%%
use nalgebra::{Matrix3, Rotation3, Unit, Vector3};
use serde::{Deserialize, Serialize};

use crate::interfaces::CartesianOperation;
use crate::tensors::tensor::Tensor;

/// Highest order considered when searching for R^n = I. Crystallographic
/// operations never exceed 6.
const MAX_OPERATION_ORDER: usize = 12;

/// A single symmetry operation in Cartesian coordinates: rotation + translation.
#[derive(Debug, Clone, PartialEq, Serialize, Deserialize)]
pub struct SymmetryOperation {
    /// Orthogonal rotation matrix with determinant ±1
    pub rotation: Matrix3<f64>,
    /// Cartesian translation shift
    pub translation: Vector3<f64>,
}

impl SymmetryOperation {
    /// Create a new symmetry operation
    pub fn new(rotation: Matrix3<f64>, translation: Vector3<f64>) -> Self {
        Self {
            rotation,
            translation,
        }
    }

    /// Create identity operation
    pub fn identity() -> Self {
        Self {
            rotation: Matrix3::identity(),
            translation: Vector3::zeros(),
        }
    }

    /// Create the inversion through the origin
    pub fn inversion() -> Self {
        Self {
            rotation: -Matrix3::identity(),
            translation: Vector3::zeros(),
        }
    }

    /// Pure point operation (no translation)
    pub fn from_rotation(rotation: Matrix3<f64>) -> Self {
        Self::new(rotation, Vector3::zeros())
    }

    /// Rotation by `angle` about `axis` (right-hand rule), followed by a translation.
    ///
    /// `angle_in_radians = false` reads the angle in degrees.
    pub fn from_axis_angle_and_translation(
        axis: Vector3<f64>,
        angle: f64,
        angle_in_radians: bool,
        translation: Vector3<f64>,
    ) -> Self {
        let angle = if angle_in_radians {
            angle
        } else {
            angle.to_radians()
        };
        let rotation = Rotation3::from_axis_angle(&Unit::new_normalize(axis), angle);
        Self::new(rotation.into_inner(), translation)
    }

    /// Apply symmetry operation to a point
    pub fn apply(&self, point: Vector3<f64>) -> Vector3<f64> {
        self.rotation * point + self.translation
    }

    /// Apply the rotation part to every axis of a tensor
    pub fn transform_tensor(&self, tensor: &Tensor) -> Tensor {
        tensor.transform(self)
    }

    /// Inverse operation: x = R⁻¹ (y - t). Orthogonality makes R⁻¹ = Rᵀ.
    pub fn inverse(&self) -> Self {
        let inverse_rotation = self.rotation.transpose();
        Self {
            rotation: inverse_rotation,
            translation: -(inverse_rotation * self.translation),
        }
    }

    /// `self ∘ other`: apply `other` first, then `self`.
    pub fn compose(&self, other: &Self) -> Self {
        Self {
            rotation: self.rotation * other.rotation,
            translation: self.rotation * other.translation + self.translation,
        }
    }

    /// Determinant of the rotation part, +1 for proper and -1 for improper operations
    pub fn determinant(&self) -> f64 {
        self.rotation.determinant()
    }

    /// Order of the point part: the smallest n with Rⁿ = I, or `None` if the
    /// rotation is not of finite crystallographic order.
    pub fn order(&self, tol: f64) -> Option<usize> {
        let mut power = self.rotation;
        for n in 1..=MAX_OPERATION_ORDER {
            if (power - Matrix3::identity()).abs().max() < tol {
                return Some(n);
            }
            power = self.rotation * power;
        }
        None
    }

    /// Check if this is the identity operation
    pub fn is_identity(&self, tol: f64) -> bool {
        (self.rotation - Matrix3::identity()).abs().max() < tol && self.translation.norm() < tol
    }
}

impl Default for SymmetryOperation {
    fn default() -> Self {
        Self::identity()
    }
}

impl CartesianOperation for SymmetryOperation {
    fn rotation_matrix(&self) -> Matrix3<f64> {
        self.rotation
    }

    fn operate(&self, point: &Vector3<f64>) -> Vector3<f64> {
        self.apply(*point)
    }
}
%%
ACTIVITY ->
Output, please, only the lines running from the start of the entries through the line that contains "new symmetry operation", including both of those lines.

EXPECTED ANSWER ->
use nalgebra::{Matrix3, Rotation3, Unit, Vector3};
use serde::{Deserialize, Serialize};

use crate::interfaces::CartesianOperation;
use crate::tensors::tensor::Tensor;

/// Highest order considered when searching for R^n = I. Crystallographic
/// operations never exceed 6.
const MAX_OPERATION_ORDER: usize = 12;

/// A single symmetry operation in Cartesian coordinates: rotation + translation.
#[derive(Debug, Clone, PartialEq, Serialize, Deserialize)]
pub struct SymmetryOperation {
    /// Orthogonal rotation matrix with determinant ±1
    pub rotation: Matrix3<f64>,
    /// Cartesian translation shift
    pub translation: Vector3<f64>,
}

impl SymmetryOperation {
    /// Create a new symmetry operation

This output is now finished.